### REQUIRED ACTION
Copy out each line of the data below in which the string "info" appears.

### DATA TO EXAMINE
##########
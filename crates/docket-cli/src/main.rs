//! # docket CLI entry point

use std::process::ExitCode;

use clap::Parser;
use tracing_subscriber::EnvFilter;

use docket_cli::{error_line, run, Cli, Command};

fn main() -> ExitCode {
    let cli = Cli::parse();

    // `serve` logs at info unless RUST_LOG says otherwise.
    let filter = match (&cli.command, cli.verbose) {
        (Command::Serve(_), 0) => {
            EnvFilter::try_from_default_env().unwrap_or_else(|_| EnvFilter::new("info"))
        }
        _ => EnvFilter::new(cli.log_level()),
    };
    tracing_subscriber::fmt()
        .with_env_filter(filter)
        .with_target(false)
        .with_writer(std::io::stderr)
        .init();

    // Unlocked handles: `bulk` reads stdin again from a tokio blocking thread.
    match run(cli, &mut std::io::stdin(), &mut std::io::stdout()) {
        Ok(()) => ExitCode::SUCCESS,
        Err(e) => {
            tracing::debug!("{e:?}");
            eprintln!("{}", error_line(&e));
            ExitCode::from(1)
        }
    }
}
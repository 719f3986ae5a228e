//! # Scenarios
//!
//! A scenario is a guarded rule: when a document's type and tags (and
//! optionally one extension value) match, the scenario contributes
//! extension values and a note. Scenarios are grouped per document schema
//! in a [`ScenarioSet`] and evaluated in declared order.
//!
//! Each extension a scenario sets carries an [`ExtMode`]. The default,
//! `SetIfAbsent`, never replaces a value that is already present, whether
//! it came from the input data or from an earlier scenario. `SetAlways`
//! replaces unconditionally.

use docket_core::{Extensions, Key};
use serde::{Deserialize, Serialize};

use crate::org::Note;

/// How a scenario extension interacts with an existing value.
#[derive(Debug, Clone, Copy, Default, PartialEq, Eq, Serialize, Deserialize)]
#[serde(rename_all = "snake_case")]
pub enum ExtMode {
    /// Only set when the key has no value yet.
    #[default]
    SetIfAbsent,
    /// Always set, replacing any value.
    SetAlways,
}

impl ExtMode {
    fn is_default(&self) -> bool {
        *self == Self::SetIfAbsent
    }
}

/// One extension value produced by a scenario.
#[derive(Debug, Clone, PartialEq, Eq, Serialize, Deserialize)]
pub struct ScenarioExt {
    /// Extension key.
    pub key: Key,
    /// Coded value.
    pub code: String,
    /// Write mode.
    #[serde(default, skip_serializing_if = "ExtMode::is_default")]
    pub mode: ExtMode,
}

impl ScenarioExt {
    /// Set `key` to `code` unless already present.
    pub fn new(key: &str, code: &str) -> Self {
        Self {
            key: Key::from(key),
            code: code.to_string(),
            mode: ExtMode::SetIfAbsent,
        }
    }

    /// Set `key` to `code`, replacing any value.
    pub fn always(key: &str, code: &str) -> Self {
        Self {
            mode: ExtMode::SetAlways,
            ..Self::new(key, code)
        }
    }
}

/// A guarded rule.
#[derive(Debug, Clone, Default, PartialEq, Eq, Serialize, Deserialize)]
pub struct Scenario {
    /// Label for humans.
    #[serde(default, skip_serializing_if = "Option::is_none")]
    pub name: Option<String>,
    /// Document types the scenario applies to. Empty matches any type.
    #[serde(rename = "type", default, skip_serializing_if = "Vec::is_empty")]
    pub types: Vec<Key>,
    /// Tags that must all be present.
    #[serde(default, skip_serializing_if = "Vec::is_empty")]
    pub tags: Vec<Key>,
    /// Extension key that must be present on the document.
    #[serde(default, skip_serializing_if = "Option::is_none")]
    pub ext_key: Option<Key>,
    /// Value the `ext_key` extension must hold. Any value when absent.
    #[serde(default, skip_serializing_if = "Option::is_none")]
    pub ext_value: Option<String>,
    /// Note appended on match. An empty text with a `src` tag takes the
    /// tag's description.
    #[serde(default, skip_serializing_if = "Option::is_none")]
    pub note: Option<Note>,
    /// Extensions set on match.
    #[serde(default, skip_serializing_if = "Vec::is_empty")]
    pub ext: Vec<ScenarioExt>,
}

impl Scenario {
    /// True if the scenario's guards hold for a document.
    pub fn matches(&self, doc_type: &Key, tags: &[Key], ext: &Extensions) -> bool {
        if !self.types.is_empty() && !doc_type.is_in(&self.types) {
            return false;
        }
        if !self.tags.iter().all(|t| t.is_in(tags)) {
            return false;
        }
        if let Some(key) = &self.ext_key {
            match (ext.get(key.as_str()), &self.ext_value) {
                (None, _) => return false,
                (Some(v), Some(want)) if v != want.as_str() => return false,
                _ => {}
            }
        }
        true
    }
}

/// Scenarios for one schema.
#[derive(Debug, Clone, Default, PartialEq, Eq, Serialize, Deserialize)]
pub struct ScenarioSet {
    /// Schema short name.
    pub schema: String,
    /// Scenarios in precedence order.
    pub list: Vec<Scenario>,
}

impl ScenarioSet {
    /// Every extension key any scenario in the set may write.
    pub fn extension_keys(&self) -> Vec<&Key> {
        let mut keys: Vec<&Key> = Vec::new();
        for s in &self.list {
            for e in &s.ext {
                if !keys.contains(&&e.key) {
                    keys.push(&e.key);
                }
            }
        }
        keys
    }
}

#[cfg(test)]
mod tests {
    use super::*;

    fn keys(list: &[&str]) -> Vec<Key> {
        list.iter().map(|k| Key::from(*k)).collect()
    }

    #[test]
    fn empty_guards_match_everything() {
        let s = Scenario::default();
        assert!(s.matches(&Key::from("standard"), &[], &Extensions::new()));
    }

    #[test]
    fn type_guard() {
        let s = Scenario {
            types: keys(&["credit-note"]),
            ..Default::default()
        };
        assert!(s.matches(&Key::from("credit-note"), &[], &Extensions::new()));
        assert!(!s.matches(&Key::from("standard"), &[], &Extensions::new()));
    }

    #[test]
    fn all_tags_required() {
        let s = Scenario {
            tags: keys(&["simplified", "self-billed"]),
            ..Default::default()
        };
        let std = Key::from("standard");
        assert!(!s.matches(&std, &keys(&["simplified"]), &Extensions::new()));
        assert!(s.matches(&std, &keys(&["self-billed", "simplified"]), &Extensions::new()));
    }

    #[test]
    fn ext_guard() {
        let s = Scenario {
            ext_key: Some(Key::from("x-regime")),
            ext_value: Some("01".into()),
            ..Default::default()
        };
        let std = Key::from("standard");
        let hit: Extensions = [("x-regime", "01")].into_iter().collect();
        let miss: Extensions = [("x-regime", "02")].into_iter().collect();
        assert!(s.matches(&std, &[], &hit));
        assert!(!s.matches(&std, &[], &miss));
        assert!(!s.matches(&std, &[], &Extensions::new()));
    }

    #[test]
    fn mode_serialization() {
        let v = serde_json::to_value(ScenarioExt::new("a", "1")).unwrap();
        assert!(v.get("mode").is_none());
        let v = serde_json::to_value(ScenarioExt::always("a", "1")).unwrap();
        assert_eq!(v["mode"], "set_always");
    }

    #[test]
    fn extension_keys_are_unique() {
        let set = ScenarioSet {
            schema: "bill/invoice".into(),
            list: vec![
                Scenario {
                    ext: vec![ScenarioExt::new("a", "1")],
                    ..Default::default()
                },
                Scenario {
                    ext: vec![ScenarioExt::new("a", "2"), ScenarioExt::new("b", "1")],
                    ..Default::default()
                },
            ],
        };
        assert_eq!(set.extension_keys().len(), 2);
    }
}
##########
### RESULT OF THIS TASK
    // `serve` logs at info unless RUST_LOG says otherwise.
            EnvFilter::try_from_default_env().unwrap_or_else(|_| EnvFilter::new("info"))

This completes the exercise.